The issues raised in respondents' questions presented regarding refusing to refund overpaid taxes ordered by the MTT, an artificial date of delinquency, the interest rate, and assuming the role of the "Charged Officer" have been abandoned because respondents have not appropriately briefed the issues on appeal. See Yee, 251 Mich App at 403. With respect to the alleged failure to provide an accounting of the MTT's redetermined taxes, the issue is abandoned because respondents' argument affords the issue cursory treatment without citation to authority.
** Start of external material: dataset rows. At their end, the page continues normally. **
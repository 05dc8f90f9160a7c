//! Progress store: persistence boundary for responses and resume
//!
//! Two backends implement [`ProgressStore`]:
//! - [`RowStore`]: append-only SQLite table, one row per submitted trial.
//!   Keeps no trial order; resumed participants get a participant-seeded order.
//! - [`LocalFileStore`]: per-participant JSON snapshot while the study is in
//!   progress, consolidated CSV export once it is complete.

use crate::identity::ParticipantId;
use crate::models::{AppendAck, ProgressSnapshot, TrialResponse};
use crate::Result;
use async_trait::async_trait;
use serde::{Deserialize, Serialize};
use std::fmt;
use std::path::Path;
use std::str::FromStr;
use std::sync::Arc;

mod local;
mod rows;

pub use local::LocalFileStore;
pub use rows::RowStore;

/// Persistence contract shared by both backends
#[async_trait]
pub trait ProgressStore: Send + Sync {
    /// Backend kind, used in startup logging
    fn backend(&self) -> Backend;

    /// Whether `load` returns the trial order recorded by `begin`
    fn keeps_trial_order(&self) -> bool;

    /// Prior progress for a participant, `None` if there is no usable record
    async fn load(&self, participant_id: &ParticipantId) -> Result<Option<ProgressSnapshot>>;

    /// Record the start of a fresh session with its trial order
    async fn begin(&self, participant_id: &ParticipantId, trial_order: &[usize]) -> Result<()>;

    /// Durably store one response
    ///
    /// Storing the same `(participant_id, trial_index)` twice writes nothing
    /// and returns [`AppendAck::AlreadyStored`].
    async fn append(&self, response: &TrialResponse) -> Result<AppendAck>;

    /// Write the completion summary once every trial is stored
    async fn finalize(&self, participant_id: &ParticipantId) -> Result<()>;
}

/// Which persistence backend a deployment uses
#[derive(Debug, Clone, Copy, PartialEq, Eq, Serialize, Deserialize)]
#[serde(rename_all = "lowercase")]
pub enum Backend {
    /// Append-only row store
    Rows,
    /// Local JSON snapshots and CSV exports
    Local,
}

impl fmt::Display for Backend {
    fn fmt(&self, f: &mut fmt::Formatter<'_>) -> fmt::Result {
        match self {
            Backend::Rows => f.write_str("rows"),
            Backend::Local => f.write_str("local"),
        }
    }
}

impl FromStr for Backend {
    type Err = crate::Error;

    fn from_str(s: &str) -> Result<Self> {
        match s.trim().to_ascii_lowercase().as_str() {
            "rows" => Ok(Backend::Rows),
            "local" => Ok(Backend::Local),
            other => Err(crate::Error::Config(format!(
                "Unknown backend '{}' (expected 'rows' or 'local')",
                other
            ))),
        }
    }
}

/// Row store database file inside the results directory
pub const ROW_STORE_FILE: &str = "responses.db";

/// Open the configured backend rooted at `results_dir`
///
/// A row store that cannot be opened is a fatal startup error; there is no
/// reconnect path.
pub async fn open_store(backend: Backend, results_dir: &Path) -> Result<Arc<dyn ProgressStore>> {
    match backend {
        Backend::Rows => {
            let store = RowStore::connect(&results_dir.join(ROW_STORE_FILE)).await?;
            Ok(Arc::new(store))
        }
        Backend::Local => {
            let store = LocalFileStore::open(results_dir).await?;
            Ok(Arc::new(store))
        }
    }
}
See In re Application of Indiana Michigan Power Co, 275 Mich App at 376. Regarding respondents' unpreserved due-process claim, the issue is abandoned because it is not raised in respondents' statement of the questions presented. See Kircher, 273 Mich App at 543. Moreover, although respondents cite to one case for their due-process argument, they give the issue cursory treatment. See In re Application of Indiana Michigan Power Co, 275 Mich App at 376. Finally, respondents' reply brief appears to allege a violation of the Freedom of Information Act (FOIA), MCL 15.231, claiming that the treasurer ignored over 20 of respondents' FOIA requests. This issue is abandoned and not properly before this Court for a variety of reasons: it is not raised in respondents' questions presented, it is raised for the first time in respondents' reply brief, it is afforded cursory treatment, and respondents do not explain the nature of the FOIA requests and their relevancy to this case. See id.; Kircher, 273 Mich App at 543; Blazer Foods, 259 Mich App at 252.
"Generally, an issue is not properly preserved if it is not raised before, addressed, or decided by the circuit court . . . ." Polkton Charter Twp v Pellegrom, 265 Mich App 88, 95; 693 NW2d 170 (2005).
Notwithstanding the abandonment of these issues, we have reviewed respondents' central claims on appeal and conclude that they lack merit.
Any remedies available for a violation of the GPTA are contingent on whether respondents were afforded due process. Sidun v Wayne Co Treasurer, 481 Mich 503, 510 & n 4; 751 NW2d 453 (2008); see also MCL 211.78(2); MCL 211.78i(10). "[D]ue process requires the government to provide notice reasonably calculated, under all the circumstances, to apprise interested parties of the pendency of the action and afford them an opportunity to present their objections." In re Treasurer of Wayne Co for Foreclosure, 478 Mich 1, 9; 732 NW2d 458 (2007) (quotation omitted). Our Supreme Court has opined that "the [GPTA] requires notices that are consistent with minimum due process standards." Id. at 8.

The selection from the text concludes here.